Published: University of the West of England, Bristol 2014
Subjects:
Online Access:http://ethos.bl.uk/OrderDetails.do?uin=uk.bl.ethos.619061
Description
Summary:Although there is a large body of research literature concerning the impact of childhood chronic illness on family relationships, very little of this has specifically focussed on the impact of childhood Chronic Fatigue Syndrome/Myalgic Encephalopathy (CFS/ME). The current study therefore aims to investigate the impact of having a child with CFS/ME on family relationships from the perspective of parents. This study takes a qualitative approach. Semi-structured interviews were used to explore 18 parents’ experiences of having a child with CFS/ME and the impact this has had on family relationships. Interview data were transcribed and analysed using thematic analysis. The analysis led to the identification of 5 main themes: “Long and Difficult Journey”, “Uncertainty”, “Isolation and Restriction”, “Focus on the unwell person at the expense of family life” and “Parental roles”. They felt that life had become a constant struggle and often felt exhausted. They felt uncertainty, isolation and restriction. These parents talked about feeling like family life had become focussed on their unwell child, such that some expressed a need to escape from the situation. They also described how, as a consequence of managing their child’s CFS/ME, family members could often feel marginalised and the illness could be seen as a destructive force. However, many parents also described working as a team and feeling that family relationships had benefitted in some way. The results of this study are in line with findings of other studies into other chronic illnesses.

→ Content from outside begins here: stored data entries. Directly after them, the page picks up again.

//! The first-run onboarding deck.

use serde::{Deserialize, Serialize};

use crate::step::{Step, StepContent};
use crate::transition::TransitionEffect;

/// Slides of the onboarding deck, in presentation order.
#[derive(Debug, Clone, Copy, PartialEq, Eq, Hash, Serialize, Deserialize)]
#[serde(rename_all = "snake_case")]
pub enum Slide {
    Welcome,
    Profile,
    Photo,
    Scenarios,
    Notifications,
    Besties,
    Ready,
}

impl Slide {
    pub const ALL: [Slide; 7] = [
        Slide::Welcome,
        Slide::Profile,
        Slide::Photo,
        Slide::Scenarios,
        Slide::Notifications,
        Slide::Besties,
        Slide::Ready,
    ];

    pub fn id(&self) -> &'static str {
        match self {
            Self::Welcome => "welcome",
            Self::Profile => "profile",
            Self::Photo => "photo",
            Self::Scenarios => "scenarios",
            Self::Notifications => "notifications",
            Self::Besties => "besties",
            Self::Ready => "ready",
        }
    }

    pub fn from_id(id: &str) -> Option<Self> {
        Self::ALL.into_iter().find(|s| s.id() == id)
    }

    /// XP for leaving this slide (for `Ready`, for finishing the deck).
    pub fn reward(&self) -> u32 {
        match self {
            Self::Welcome => 10,
            Self::Profile => 20,
            Self::Photo => 15,
            Self::Scenarios => 20,
            Self::Notifications => 15,
            Self::Besties => 20,
            Self::Ready => 50,
        }
    }

    /// Effect used when leaving this slide, if it has a signature one.
    pub fn exit_effect(&self) -> Option<TransitionEffect> {
        match self {
            Self::Profile => Some(TransitionEffect::FlyWithElement),
            Self::Photo | Self::Notifications => Some(TransitionEffect::Flip3d),
            Self::Besties => Some(TransitionEffect::Explode),
            Self::Welcome | Self::Scenarios | Self::Ready => None,
        }
    }

    fn content(&self) -> StepContent {
        match self {
            Self::Welcome => StepContent::new(
                "Welcome to Besties",
                "Check in before you head out. If you don't check back, your circle hears about it.",
            ),
            Self::Profile => StepContent::new(
                "What should we call you?",
                "Your besties see this name on every alert.",
            ),
            Self::Photo => StepContent::new(
                "Add a photo",
                "A recent photo helps your circle describe you if they ever need to.",
            ),
            Self::Scenarios => StepContent::new(
                "When do you want backup?",
                "Pick the moments you'd like a safety net for.",
            )
            .with_extra(serde_json::json!({ "options": SAFETY_SCENARIOS })),
            Self::Notifications => StepContent::new(
                "Stay in the loop",
                "Turn on notifications so check-in reminders reach you. You can skip this.",
            ),
            Self::Besties => StepContent::new(
                "Build your circle",
                "Besties are the people alerted when a check-in is missed.",
            ),
            Self::Ready => StepContent::new("You're all set", "Start your first check-in anytime."),
        }
    }
}

impl std::fmt::Display for Slide {
    fn fmt(&self, f: &mut std::fmt::Formatter<'_>) -> std::fmt::Result {
        f.write_str(self.id())
    }
}

/// Scenario choices offered on the scenarios slide.
pub const SAFETY_SCENARIOS: [&str; 6] = [
    "first_date",
    "walking_home",
    "rideshare",
    "solo_travel",
    "night_out",
    "outdoor_adventure",
];

/// The deck as sequencer steps.
pub fn default_deck() -> Vec<Step> {
    Slide::ALL
        .iter()
        .enumerate()
        .map(|(i, slide)| {
            Step::new(slide.id(), i as i32)
                .with_reward(slide.reward())
                .with_content(slide.content())
        })
        .collect()
}

#[cfg(test)]
mod tests {
    use super::*;

    #[test]
    fn deck_matches_slide_order() {
        let deck = default_deck();
        assert_eq!(deck.len(), Slide::ALL.len());
        for (step, slide) in deck.iter().zip(Slide::ALL) {
            assert_eq!(Slide::from_id(&step.id), Some(slide));
            assert_eq!(step.reward, slide.reward());
            assert!(step.anchor.is_none());
        }
    }

    #[test]
    fn scenario_options_ride_along_in_content() {
        let deck = default_deck();
        let scenarios = deck.iter().find(|s| s.id == "scenarios").unwrap();
        let options = scenarios.content.extra["options"].as_array().unwrap();
        assert_eq!(options.len(), SAFETY_SCENARIOS.len());
    }

    #[test]
    fn unknown_slide_id() {
        assert_eq!(Slide::from_id("nope"), None);
    }
}
//! Step model — one immutable unit of a guided sequence.

use serde::{Deserialize, Serialize};

/// Reference used to locate a step's on-screen element.
#[derive(Debug, Clone, PartialEq, Eq, Hash, Serialize, Deserialize)]
#[serde(tag = "kind", content = "value", rename_all = "snake_case")]
pub enum Anchor {
    /// A raw selector string, e.g. `#checkin-button`.
    Selector(String),
    /// A semantic id applied to live elements by the tour attachment table.
    Attachment(String),
}

impl Anchor {
    pub fn selector(s: impl Into<String>) -> Self {
        Self::Selector(s.into())
    }

    pub fn attachment(id: impl Into<String>) -> Self {
        Self::Attachment(id.into())
    }
}

impl std::fmt::Display for Anchor {
    fn fmt(&self, f: &mut std::fmt::Formatter<'_>) -> std::fmt::Result {
        match self {
            Self::Selector(s) => write!(f, "{s}"),
            Self::Attachment(id) => write!(f, "[data-tour-id=\"{id}\"]"),
        }
    }
}

/// Presentation payload carried by a step. Opaque to the engine.
#[derive(Debug, Clone, Default, PartialEq, Serialize, Deserialize)]
pub struct StepContent {
    pub title: String,
    #[serde(default)]
    pub body: String,
    /// Anything else the host screen wants to render.
    #[serde(default, skip_serializing_if = "serde_json::Value::is_null")]
    pub extra: serde_json::Value,
}

impl StepContent {
    pub fn new(title: impl Into<String>, body: impl Into<String>) -> Self {
        Self {
            title: title.into(),
            body: body.into(),
            extra: serde_json::Value::Null,
        }
    }

    pub fn with_extra(mut self, extra: serde_json::Value) -> Self {
        self.extra = extra;
        self
    }
}

/// One step in a guided sequence.
///
/// `reward` is unsigned: there is no XP revocation path, so a negative reward
/// fails to deserialize rather than reaching the ledger.
#[derive(Debug, Clone, PartialEq, Serialize, Deserialize)]
pub struct Step {
    pub id: String,
    pub order: i32,
    #[serde(default)]
    pub reward: u32,
    #[serde(default, skip_serializing_if = "Option::is_none")]
    pub anchor: Option<Anchor>,
    #[serde(default, skip_serializing_if = "Option::is_none")]
    pub route: Option<String>,
    #[serde(default)]
    pub content: StepContent,
}

impl Step {
    pub fn new(id: impl Into<String>, order: i32) -> Self {
        Self {
            id: id.into(),
            order,
            reward: 0,
            anchor: None,
            route: None,
            content: StepContent::default(),
        }
    }

    pub fn with_reward(mut self, reward: u32) -> Self {
        self.reward = reward;
        self
    }

    pub fn with_anchor(mut self, anchor: Anchor) -> Self {
        self.anchor = Some(anchor);
        self
    }

    pub fn with_route(mut self, route: impl Into<String>) -> Self {
        self.route = Some(route.into());
        self
    }

    pub fn with_content(mut self, content: StepContent) -> Self {
        self.content = content;
        self
    }
}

In addition, this is the first study to focus exclusively on the impact of CFS/ME on family relationships from the perspective of the parents, and is unique in that there is a dual focus on both mothers and fathers. Clinicians should be aware that parents of children with CFS/ME may need additional support, such as information as to what to expect at various stages of the illness and where to access the relevant support.